Marcelo Cassa acredita que a previsão otimista dos empresários paranaenses para o segundo semestre se enquadra dentro das expectativas de crescimento do setor, em até 10%. ''As mudanças básicas esperadas pelo comércio, como a reforma tributária, se refletem em otimismo''. O crescimento da economia no segundo semestre também deve, segundo o diretor, compensar o desempenho ruim averiguado nos primeiros seis meses do ano, sem resultados expressivos, no entanto. ''A redução gradativa da Selic (juros básicos da economia) e a liberação feita a conta-gotas da restituição do imposto de renda são alguns dos fatores que não vão permitir crescimento mais significativo''.
O otimismo do empresariado pode ser observado também em outros números da pesquisa da FCP. 47,18% dos entrevistados pretendem concentrar, até o final do ano, seus investimentos em aumento da estrutura de suas empresas.

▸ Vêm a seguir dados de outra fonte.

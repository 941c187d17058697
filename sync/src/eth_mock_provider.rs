// Copyright (c) Starcoin, Inc.
// SPDX-License-Identifier: Apache-2.0

//! In-memory `JsonRpcClient` answering from registered responses

use ethers::providers::{JsonRpcClient, JsonRpcError, ProviderError, RpcError};
use serde::{de::DeserializeOwned, Serialize};
use std::collections::HashMap;
use std::fmt::Debug;
use std::sync::{Arc, Mutex};

#[derive(Debug, thiserror::Error)]
pub enum EthMockError {
    #[error("{0}")]
    Rejected(String),
    #[error("No response registered for {method} with params {params}")]
    NoResponse { method: String, params: String },
    #[error(transparent)]
    Serde(#[from] serde_json::Error),
}

impl RpcError for EthMockError {
    fn as_error_response(&self) -> Option<&JsonRpcError> {
        None
    }

    fn as_serde_error(&self) -> Option<&serde_json::Error> {
        match self {
            EthMockError::Serde(e) => Some(e),
            _ => None,
        }
    }
}

impl From<EthMockError> for ProviderError {
    fn from(e: EthMockError) -> Self {
        ProviderError::JsonRpcClientError(Box::new(e))
    }
}

type Responses = HashMap<(String, String), Result<serde_json::Value, String>>;

/// Responses are keyed by method name and the JSON encoding of the params.
#[derive(Debug, Clone, Default)]
pub struct EthMockProvider {
    responses: Arc<Mutex<Responses>>,
}

impl EthMockProvider {
    pub fn new() -> Self {
        Self::default()
    }

    pub fn add_response<P: Serialize, R: Serialize>(
        &self,
        method: &str,
        params: P,
        response: R,
    ) -> anyhow::Result<()> {
        let key = (method.to_string(), serde_json::to_string(&params)?);
        let value = serde_json::to_value(response)?;
        self.responses.lock().unwrap().insert(key, Ok(value));
        Ok(())
    }

    /// Makes the request fail with `message` as error text
    pub fn add_error<P: Serialize>(&self, method: &str, params: P, message: &str) {
        let key = (
            method.to_string(),
            serde_json::to_string(&params).unwrap(),
        );
        self.responses
            .lock()
            .unwrap()
            .insert(key, Err(message.to_string()));
    }
}

#[async_trait::async_trait]
impl JsonRpcClient for EthMockProvider {
    type Error = EthMockError;

    async fn request<T: Serialize + Send + Sync + Debug, R: DeserializeOwned + Send>(
        &self,
        method: &str,
        params: T,
    ) -> Result<R, EthMockError> {
        let params = serde_json::to_string(&params)?;
        let response = self
            .responses
            .lock()
            .unwrap()
            .get(&(method.to_string(), params.clone()))
            .cloned();
        match response {
            Some(Ok(value)) => Ok(serde_json::from_value(value)?),
            Some(Err(message)) => Err(EthMockError::Rejected(message)),
            None => Err(EthMockError::NoResponse {
                method: method.to_string(),
                params,
            }),
        }
    }
}
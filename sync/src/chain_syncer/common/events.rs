// Copyright (c) Starcoin, Inc.
// SPDX-License-Identifier: Apache-2.0

//! Actions accepted by the sync scheduler and the effects it requests

use super::blocks::Block;

/// Input to the scheduler
#[derive(Debug, Clone, PartialEq, Eq)]
pub enum SyncAction {
    /// Historical blocks read at startup, `latest_block` is the last block
    /// whose data is already stored.
    Init {
        blocks: Vec<Block>,
        latest_block: u64,
    },
    /// New blocks extending the current tip
    NewBlocks(Vec<Block>),
    /// Replacement blocks after a chain reorganization
    Reorg(Vec<Block>),
    SyncFinished(bool),
    DiscardFinished(bool),
}

impl SyncAction {
    pub fn name(&self) -> &'static str {
        match self {
            SyncAction::Init { .. } => "init",
            SyncAction::NewBlocks(_) => "newBlocks",
            SyncAction::Reorg(_) => "reorg",
            SyncAction::SyncFinished(_) => "syncFinished",
            SyncAction::DiscardFinished(_) => "discardFinished",
        }
    }

    pub fn success(&self) -> Option<bool> {
        match self {
            SyncAction::SyncFinished(success) | SyncAction::DiscardFinished(success) => {
                Some(*success)
            }
            _ => None,
        }
    }

    pub fn blocks(&self) -> &[Block] {
        match self {
            SyncAction::Init { blocks, .. }
            | SyncAction::NewBlocks(blocks)
            | SyncAction::Reorg(blocks) => blocks,
            _ => &[],
        }
    }

    /// `"first - last"` of the carried blocks, if any
    pub fn block_range(&self) -> Option<String> {
        let blocks = self.blocks();
        match (blocks.first(), blocks.last()) {
            (Some(first), Some(last)) => Some(format!("{} - {}", first.number, last.number)),
            _ => None,
        }
    }
}

/// Work requested by the scheduler. At most one is outstanding at a time.
#[derive(Debug, Clone, Copy, PartialEq, Eq)]
pub enum SyncEffect {
    Sync,
    DiscardAfter,
}
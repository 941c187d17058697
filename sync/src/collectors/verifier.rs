// Copyright (c) Starcoin, Inc.
// SPDX-License-Identifier: Apache-2.0

//! Verifier addresses from proxy upgrade events
//!
//! The verifier proxy emits `ImplementationAdded` with an initializer holding
//! the verifier address, and later `Upgraded` when that implementation goes
//! live. Only implementations that were actually upgraded to count.

use super::events::{VerifierEventName, VerifierEventRecord, IMPLEMENTATION_ADDED, UPGRADED};
use crate::chain_syncer::common::{BlockRange, SyncResult};
use crate::chain_syncer::eth::{LogRangeClient, LogSource};
use crate::storage::VerifierEventRepository;
use ethers::abi::{self, ParamType, Token};
use ethers::types::{Address, Filter};
use std::sync::Arc;
use tracing::{debug, warn};

pub struct VerifierAddressResolver<S> {
    client: LogRangeClient<S>,
    repository: Arc<VerifierEventRepository>,
    proxy: Address,
    hardcoded: Vec<Address>,
}

impl<S: LogSource> VerifierAddressResolver<S> {
    pub fn new(
        client: LogRangeClient<S>,
        repository: Arc<VerifierEventRepository>,
        proxy: Address,
        hardcoded: Vec<Address>,
    ) -> Self {
        Self {
            client,
            repository,
            proxy,
            hardcoded,
        }
    }

    /// Stores the proxy events found in `range` and returns the verifier
    /// addresses derived from all stored events, followed by the hardcoded ones.
    pub async fn collect(&self, range: &BlockRange) -> SyncResult<Vec<Address>> {
        let old_events = self.repository.get_all().await?;
        let new_events = self.get_events(range).await?;
        self.repository.add_many(new_events.clone()).await?;

        let (upgraded, mut added): (Vec<_>, Vec<_>) = old_events
            .into_iter()
            .chain(new_events)
            .partition(|e| e.name == VerifierEventName::Upgraded);
        // stable, so equal blocks keep their log order
        added.sort_by(|a, b| b.block_number.cmp(&a.block_number));

        let mut verifiers = verifiers_from_events(&added, &upgraded);
        verifiers.extend(self.hardcoded.iter().copied());
        let verifiers = dedup_preserving_order(verifiers);
        debug!(
            "[VerifierAddressResolver] Resolved {} verifiers up to block {}",
            verifiers.len(),
            range.end().saturating_sub(1)
        );
        Ok(verifiers)
    }

    pub async fn discard_after(&self, block_number: u64) -> SyncResult<()> {
        let deleted = self.repository.delete_after(block_number).await?;
        debug!(
            "[VerifierAddressResolver] Discarded {} verifier events after block {}",
            deleted, block_number
        );
        Ok(())
    }

    fn filter(&self) -> Filter {
        Filter::new()
            .address(self.proxy)
            .topic0(vec![IMPLEMENTATION_ADDED.topic(), UPGRADED.topic()])
    }

    async fn get_events(&self, range: &BlockRange) -> SyncResult<Vec<VerifierEventRecord>> {
        let logs = self.client.get_logs_in_range(range, &self.filter()).await?;
        logs.iter().map(VerifierEventRecord::try_from_log).collect()
    }
}

/// For every `Upgraded` event take the closest preceding `ImplementationAdded`
/// of the same implementation. `added` must be sorted by block descending.
fn verifiers_from_events(
    added: &[VerifierEventRecord],
    upgraded: &[VerifierEventRecord],
) -> Vec<Address> {
    upgraded
        .iter()
        .filter_map(|u| {
            added
                .iter()
                .find(|a| a.implementation == u.implementation && a.block_number <= u.block_number)
        })
        .filter_map(|a| {
            let initializer = a.initializer.as_ref()?;
            match decode_address(initializer) {
                Some(address) => Some(address),
                None => {
                    warn!(
                        "[VerifierAddressResolver] Cannot decode initializer of implementation {:?} at block {}",
                        a.implementation, a.block_number
                    );
                    None
                }
            }
        })
        .collect()
}

fn decode_address(data: &[u8]) -> Option<Address> {
    match abi::decode(&[ParamType::Address], data).ok()?.first()? {
        Token::Address(address) => Some(*address),
        _ => None,
    }
}

fn dedup_preserving_order(addresses: Vec<Address>) -> Vec<Address> {
    let mut seen = std::collections::HashSet::new();
    addresses.into_iter().filter(|a| seen.insert(*a)).collect()
}
// Copyright (c) Starcoin, Inc.
// SPDX-License-Identifier: Apache-2.0

//! Calldata encoding of Merkle proofs for the escape verifier
//!
//! Nodes of the proof tree are 252 bit field elements. Every path step packs
//! both siblings into one 512 bit value, the last entry packs the root with
//! the leaf index. Each 512 bit value is sent as two big-endian words.

use ethers::types::{U256, U512};
use serde::{Deserialize, Serialize};

const NODE_BITS: usize = 252;
const INDEX_BITS: usize = 248;

#[derive(Debug, Clone, Copy, PartialEq, Eq, Serialize, Deserialize)]
pub struct MerklePathStep {
    pub left: U256,
    pub right: U256,
}

#[derive(Debug, Clone, PartialEq, Eq, Serialize, Deserialize)]
#[serde(rename_all = "camelCase")]
pub struct MerkleProof<L> {
    pub leaf: L,
    pub leaf_index: u64,
    /// Extra tree levels below the logical leaves
    pub leaf_prefix_length: u8,
    /// Ordered from the leaf to the root
    pub path: Vec<MerklePathStep>,
    pub root: U256,
    #[serde(default)]
    pub extra_leaf_count: u32,
}

/// Returns `2 * (path.len() + 1)` words in the order the verifier reads them.
pub fn serialize_merkle_proof_for_escape<L>(proof: &MerkleProof<L>) -> Vec<U256> {
    let mut words = Vec::with_capacity(2 * (proof.path.len() + 1));
    for step in &proof.path {
        let packed = ((low_bits(step.left, NODE_BITS) << NODE_BITS)
            | low_bits(step.right, NODE_BITS))
            << 8;
        words.extend(split_words(packed));
    }

    let adjusted_index = U512::from(proof.leaf_index) << proof.leaf_prefix_length as usize;
    let packed = (((low_bits(proof.root, NODE_BITS) << 4) << INDEX_BITS)
        | (adjusted_index & mask(INDEX_BITS)))
        << 8;
    words.extend(split_words(packed));
    words
}

fn mask(bits: usize) -> U512 {
    (U512::one() << bits) - U512::one()
}

fn low_bits(value: U256, bits: usize) -> U512 {
    U512::from(value) & mask(bits)
}

/// `[high, low]` 256 bit halves
fn split_words(value: U512) -> [U256; 2] {
    let mut bytes = [0u8; 64];
    value.to_big_endian(&mut bytes);
    [
        U256::from_big_endian(&bytes[..32]),
        U256::from_big_endian(&bytes[32..]),
    ]
}

#[cfg(test)]
mod tests {
    use super::*;
    use hex_literal::hex;

    fn word(bytes: [u8; 32]) -> U256 {
        U256::from_big_endian(&bytes)
    }

    fn step(left: [u8; 32], right: [u8; 32]) -> MerklePathStep {
        MerklePathStep {
            left: word(left),
            right: word(right),
        }
    }

    fn escape_proof() -> MerkleProof<()> {
        MerkleProof {
            leaf: (),
            leaf_index: 7,
            leaf_prefix_length: 3,
            path: vec![
                step(
                    [0u8; 32],
                    hex!("004254432d313000000000000000000080000000000000048000000000000003"),
                ),
                step(
                    hex!("0726c9603ac7bccf9523718f2f1b45fac7673780ae5089ecf2ab0e67f96f7dd0"),
                    hex!("0beef00000000000000000000000000000000000000000000000000000000000"),
                ),
                step(
                    hex!("0271eb38f2bf004c2407a88958620a5d2c25fcee84590e50f0d2e37858bfba62"),
                    hex!("0000000000000000000000000000000000000000000080000000000000450001"),
                ),
                step(
                    hex!("028109b4e56fad0455aa4b316045c93937b1e7e4e0fc663db375b9e67c80c620"),
                    hex!("040e52d372a32b20035f44f456e7beea936b35298c64f5b8d6a56604ff4b3a6d"),
                ),
                step(
                    hex!("037ff447129584d02735f8b24db6d39dfc7d1ccbd7459fca871b795bffbeddf2"),
                    hex!("00968c9e36fd542708ca7d03ce09b81835ee1da53d50faa4bba820b28da6f93e"),
                ),
                step(
                    hex!("07d54313f8a6085c0f072dab5a3bbb28132f74b4adc3a00238c465163d052ed4"),
                    hex!("0490d6399cb336c5b4f017c608cdf662dba1942fbbc9c744d7e1cdda5feedaf9"),
                ),
            ],
            root: word(hex!(
                "00c9c74a31d9247f04cc9dbef31686d072fec342810c56d53855fa81e7af4bfd"
            )),
            extra_leaf_count: 0,
        }
    }

    #[test]
    fn test_serialize_escape_proof() {
        let expected: Vec<U256> = [
            "0",
            "30001526795319849252324097071977050905586053462486420188706939170735295300352",
            "51755519582484935180678720569846960714349028541078472964416237606474853375243",
            "108074501258364212671951141525442839776135535004087860430382408120666966458368",
            "17694445779186356052184739537155289443108441618591601491420520392058218456608",
            "154742504910672535520018688",
            "18121855379086738056127543246288844289035300259056337124023244527956344463876",
            "6478720698574293975535197600228144301494206361683389185958982644949786979584",
            "25328225043177823319220877681895856553959192982182631511906782068825060663072",
            "68095377834997473110967502460299490343402840164279191569551851314365135928832",
            "56687861124970118891962212466772367015533463385725521495813263122984365911364",
            "65511553092019813532680860505595526153543086133745386269528099820127758514432",
            "5704187325266392042567303450826654811460944722812564435329740863596318212048",
            "14336",
        ]
        .iter()
        .map(|s| U256::from_dec_str(s).unwrap())
        .collect();

        assert_eq!(serialize_merkle_proof_for_escape(&escape_proof()), expected);
    }

    #[test]
    fn test_root_only_proof() {
        let proof = MerkleProof {
            leaf: "leaf".to_string(),
            leaf_index: 1,
            leaf_prefix_length: 0,
            path: vec![],
            root: U256::zero(),
            extra_leaf_count: 0,
        };
        assert_eq!(
            serialize_merkle_proof_for_escape(&proof),
            vec![U256::zero(), U256::from(256)]
        );
    }

    #[test]
    fn test_high_bits_are_dropped() {
        // bits above 252 of a node and above 248 of the shifted index are ignored
        let proof = MerkleProof {
            leaf: (),
            leaf_index: 1,
            leaf_prefix_length: 250,
            path: vec![MerklePathStep {
                left: U256::MAX,
                right: U256::MAX,
            }],
            root: U256::MAX,
            extra_leaf_count: 0,
        };
        let clean = MerkleProof {
            leaf_index: 0,
            leaf_prefix_length: 0,
            path: vec![MerklePathStep {
                left: U256::MAX >> 4,
                right: U256::MAX >> 4,
            }],
            root: U256::MAX >> 4,
            ..proof.clone()
        };
        let words = serialize_merkle_proof_for_escape(&proof);
        assert_eq!(words.len(), 4);
        assert_eq!(words, serialize_merkle_proof_for_escape(&clean));
        assert_eq!(words[3], U256::zero());
    }

    #[test]
    fn test_proof_from_json() {
        let proof: MerkleProof<serde_json::Value> = serde_json::from_str(
            r#"{
                "leaf": {"balance": "10"},
                "leafIndex": 7,
                "leafPrefixLength": 3,
                "path": [],
                "root": "0xc9c74a31d9247f04cc9dbef31686d072fec342810c56d53855fa81e7af4bfd"
            }"#,
        )
        .unwrap();
        assert_eq!(proof.extra_leaf_count, 0);
        assert_eq!(
            serialize_merkle_proof_for_escape(&proof),
            serialize_merkle_proof_for_escape(&MerkleProof {
                leaf: (),
                path: vec![],
                ..escape_proof()
            })
        );
    }
}
// Copyright (c) Starcoin, Inc.
// SPDX-License-Identifier: Apache-2.0

mod reducer;
mod service;

pub use reducer::*;
pub use service::*;
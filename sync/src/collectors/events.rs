// Copyright (c) Starcoin, Inc.
// SPDX-License-Identifier: Apache-2.0

//! ABI definitions and decoding of the StarkEx events the collectors read

use crate::chain_syncer::common::{SyncError, SyncResult};
use ethers::abi::{self, ParamType, Token};
use ethers::types::{Address, Bytes, Log, H256, U256};
use ethers::utils::keccak256;
use serde::{Deserialize, Serialize};

/// A Solidity event identified by its canonical signature
#[derive(Debug, Clone, Copy, PartialEq, Eq)]
pub struct EventSignature {
    pub name: &'static str,
    pub signature: &'static str,
}

impl EventSignature {
    pub fn topic(&self) -> H256 {
        H256::from(keccak256(self.signature.as_bytes()))
    }

    pub fn matches(&self, log: &Log) -> bool {
        log.topics.first() == Some(&self.topic())
    }
}

pub const LOG_STATE_TRANSITION_FACT: EventSignature = EventSignature {
    name: "LogStateTransitionFact",
    signature: "LogStateTransitionFact(bytes32)",
};

/// State update of perpetual deployments
pub const LOG_UPDATE_STATE: EventSignature = EventSignature {
    name: "LogUpdateState",
    signature: "LogUpdateState(uint256,uint256)",
};

/// State update of spot deployments
pub const LOG_ROOT_UPDATE: EventSignature = EventSignature {
    name: "LogRootUpdate",
    signature: "LogRootUpdate(uint256,uint256,uint256,uint256,uint256)",
};

pub const IMPLEMENTATION_ADDED: EventSignature = EventSignature {
    name: "ImplementationAdded",
    signature: "ImplementationAdded(address,bytes,bool)",
};

pub const UPGRADED: EventSignature = EventSignature {
    name: "Upgraded",
    signature: "Upgraded(address)",
};

/// Which state update event a deployment emits next to each fact
#[derive(Debug, Clone, Copy, PartialEq, Eq, Serialize, Deserialize)]
#[serde(rename_all = "kebab-case")]
pub enum UpdateEventKind {
    UpdateState,
    RootUpdate,
}

impl UpdateEventKind {
    pub fn signature(&self) -> EventSignature {
        match self {
            UpdateEventKind::UpdateState => LOG_UPDATE_STATE,
            UpdateEventKind::RootUpdate => LOG_ROOT_UPDATE,
        }
    }
}

/// Decoded fact or state update event
#[derive(Debug, Clone, PartialEq, Eq)]
pub enum TransitionEventArgs {
    Fact {
        state_transition_fact: H256,
    },
    UpdateState {
        sequence_number: u64,
        batch_id: u64,
    },
    RootUpdate {
        sequence_number: u64,
        batch_id: u64,
        validium_vault_root: U256,
        rollup_vault_root: U256,
        order_root: U256,
    },
}

#[derive(Debug, Clone, PartialEq, Eq)]
pub struct RawTransitionEvent {
    pub block_number: u64,
    pub tx_hash: H256,
    pub args: TransitionEventArgs,
}

impl RawTransitionEvent {
    pub fn name(&self) -> &'static str {
        match self.args {
            TransitionEventArgs::Fact { .. } => LOG_STATE_TRANSITION_FACT.name,
            TransitionEventArgs::UpdateState { .. } => LOG_UPDATE_STATE.name,
            TransitionEventArgs::RootUpdate { .. } => LOG_ROOT_UPDATE.name,
        }
    }

    /// Decodes a fact log, or an update log of the `update` kind
    pub fn try_from_log(log: &Log, update: UpdateEventKind) -> SyncResult<Self> {
        let (block_number, tx_hash) = log_position(log)?;
        let args = if LOG_STATE_TRANSITION_FACT.matches(log) {
            let tokens = abi::decode(&[ParamType::FixedBytes(32)], &log.data)?;
            TransitionEventArgs::Fact {
                state_transition_fact: H256::from_slice(&fixed_bytes(&tokens[0])?),
            }
        } else if update.signature().matches(log) {
            decode_update(log, update)?
        } else {
            return Err(SyncError::Decode(format!(
                "Unexpected event with topics {:?} in tx {:?}",
                log.topics, tx_hash
            )));
        };
        Ok(Self {
            block_number,
            tx_hash,
            args,
        })
    }
}

fn decode_update(log: &Log, update: UpdateEventKind) -> SyncResult<TransitionEventArgs> {
    match update {
        UpdateEventKind::UpdateState => {
            let tokens = abi::decode(&[ParamType::Uint(256), ParamType::Uint(256)], &log.data)?;
            Ok(TransitionEventArgs::UpdateState {
                sequence_number: uint_u64(&tokens[0])?,
                batch_id: uint_u64(&tokens[1])?,
            })
        }
        UpdateEventKind::RootUpdate => {
            let tokens = abi::decode(&vec![ParamType::Uint(256); 5], &log.data)?;
            Ok(TransitionEventArgs::RootUpdate {
                sequence_number: uint_u64(&tokens[0])?,
                batch_id: uint_u64(&tokens[1])?,
                validium_vault_root: uint(&tokens[2])?,
                rollup_vault_root: uint(&tokens[3])?,
                order_root: uint(&tokens[4])?,
            })
        }
    }
}

#[derive(Debug, Clone, Copy, PartialEq, Eq, Serialize, Deserialize)]
pub enum VerifierEventName {
    ImplementationAdded,
    Upgraded,
}

/// Proxy event relevant for verifier resolution. Persisted as-is.
#[derive(Debug, Clone, PartialEq, Eq, Serialize, Deserialize)]
pub struct VerifierEventRecord {
    pub name: VerifierEventName,
    pub block_number: u64,
    pub implementation: Address,
    /// Only set for `ImplementationAdded`
    pub initializer: Option<Bytes>,
}

impl VerifierEventRecord {
    pub fn try_from_log(log: &Log) -> SyncResult<Self> {
        let (block_number, _) = log_position(log)?;
        let implementation = log
            .topics
            .get(1)
            .map(|topic| Address::from(*topic))
            .ok_or_else(|| SyncError::Decode("Missing indexed implementation".to_string()))?;

        if IMPLEMENTATION_ADDED.matches(log) {
            let tokens = abi::decode(&[ParamType::Bytes, ParamType::Bool], &log.data)?;
            let initializer = match &tokens[0] {
                Token::Bytes(bytes) => Bytes::from(bytes.clone()),
                other => {
                    return Err(SyncError::Decode(format!(
                        "Expected bytes initializer, got {:?}",
                        other
                    )))
                }
            };
            Ok(Self {
                name: VerifierEventName::ImplementationAdded,
                block_number,
                implementation,
                initializer: Some(initializer),
            })
        } else if UPGRADED.matches(log) {
            Ok(Self {
                name: VerifierEventName::Upgraded,
                block_number,
                implementation,
                initializer: None,
            })
        } else {
            Err(SyncError::Decode(format!(
                "Unexpected proxy event with topics {:?}",
                log.topics
            )))
        }
    }
}

fn log_position(log: &Log) -> SyncResult<(u64, H256)> {
    let block_number = log
        .block_number
        .ok_or_else(|| {
            SyncError::InvalidResponse("Provider returns log without block_number".into())
        })?
        .as_u64();
    let tx_hash = log.transaction_hash.ok_or_else(|| {
        SyncError::InvalidResponse("Provider returns log without transaction_hash".into())
    })?;
    Ok((block_number, tx_hash))
}

fn fixed_bytes(token: &Token) -> SyncResult<Vec<u8>> {
    match token {
        Token::FixedBytes(bytes) => Ok(bytes.clone()),
        other => Err(SyncError::Decode(format!("Expected bytes32, got {:?}", other))),
    }
}

fn uint(token: &Token) -> SyncResult<U256> {
    match token {
        Token::Uint(value) => Ok(*value),
        other => Err(SyncError::Decode(format!("Expected uint256, got {:?}", other))),
    }
}

fn uint_u64(token: &Token) -> SyncResult<u64> {
    let value = uint(token)?;
    if value > U256::from(u64::MAX) {
        return Err(SyncError::Decode(format!("{} does not fit into u64", value)));
    }
    Ok(value.as_u64())
}
//! Reprojection-error validation.

use serde::{Deserialize, Serialize};
use stereocal_core::{
    CalibError, CameraModel, Iso3, Observation, Real, ReprojectionStats, Result,
};

/// Per-view and overall reprojection quality of a calibration run.
///
/// Acceptance thresholds are caller policy; this type only reports.
#[derive(Debug, Clone, Serialize, Deserialize)]
pub struct CalibrationReport {
    /// One entry per view, in view order.
    pub per_view: Vec<ReprojectionStats>,
    /// Statistics over all points of all views.
    pub overall: ReprojectionStats,
}

impl CalibrationReport {
    /// Mean reprojection error over all points, in pixels.
    pub fn mean_error(&self) -> Real {
        self.overall.mean
    }
}

/// Euclidean pixel errors of one view under `camera` at `pose`.
pub(crate) fn view_errors(
    camera: &CameraModel,
    pose: &Iso3,
    view: &Observation,
) -> Vec<Real> {
    view.iter()
        .map(|(pw, uv)| {
            let proj = camera.project(&pose.transform_point(pw));
            ((uv.x - proj.x).powi(2) + (uv.y - proj.y).powi(2)).sqrt()
        })
        .collect()
}

/// Validate a single-camera calibration against its own observations.
///
/// `poses[i]` maps target coordinates of `views[i]` into the camera frame.
pub fn reprojection_report(
    camera: &CameraModel,
    poses: &[Iso3],
    views: &[Observation],
) -> Result<CalibrationReport> {
    if poses.len() != views.len() {
        return Err(CalibError::ShapeMismatch {
            expected: views.len(),
            got: poses.len(),
        });
    }

    let mut per_view = Vec::with_capacity(views.len());
    let mut all = Vec::new();
    for (pose, view) in poses.iter().zip(views.iter()) {
        let errors = view_errors(camera, pose, view);
        per_view.push(ReprojectionStats::from_errors(&errors));
        all.extend(errors);
    }

    Ok(CalibrationReport {
        per_view,
        overall: ReprojectionStats::from_errors(&all),
    })
}

/// Validate a stereo calibration against both cameras' observations.
///
/// `poses_a[i]` maps target coordinates into camera A for view `i`; camera B
/// sees the target at `rel * poses_a[i]`. Each view's statistics pool both
/// cameras' points.
pub fn stereo_reprojection_report(
    camera_a: &CameraModel,
    camera_b: &CameraModel,
    rel: &Iso3,
    poses_a: &[Iso3],
    views_a: &[Observation],
    views_b: &[Observation],
) -> Result<CalibrationReport> {
    if views_a.len() != views_b.len() {
        return Err(CalibError::ShapeMismatch {
            expected: views_a.len(),
            got: views_b.len(),
        });
    }
    if poses_a.len() != views_a.len() {
        return Err(CalibError::ShapeMismatch {
            expected: views_a.len(),
            got: poses_a.len(),
        });
    }

    let mut per_view = Vec::with_capacity(views_a.len());
    let mut all = Vec::new();
    for ((pose_a, view_a), view_b) in
        poses_a.iter().zip(views_a.iter()).zip(views_b.iter())
    {
        let pose_b = rel * pose_a;
        let mut errors = view_errors(camera_a, pose_a, view_a);
        errors.extend(view_errors(camera_b, &pose_b, view_b));
        per_view.push(ReprojectionStats::from_errors(&errors));
        all.extend(errors);
    }

    Ok(CalibrationReport {
        per_view,
        overall: ReprojectionStats::from_errors(&all),
    })
}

O otimismo revela-se ainda maior quando se leva em conta que 46% dos donos de lojas revelam que seus estoques de produtos têm volume superior ao apresentado no primeiro semestre de 2002.
Os empresários acreditam, por sinal, que os juros altos da economia do País sejam a principal ameaça aos seus negócios, conforme a pesquisa da FCP. Além dos juros, a carga tributária e os encargos sociais com empregados são vistos como as maiores dificuldades para as empresas do setor.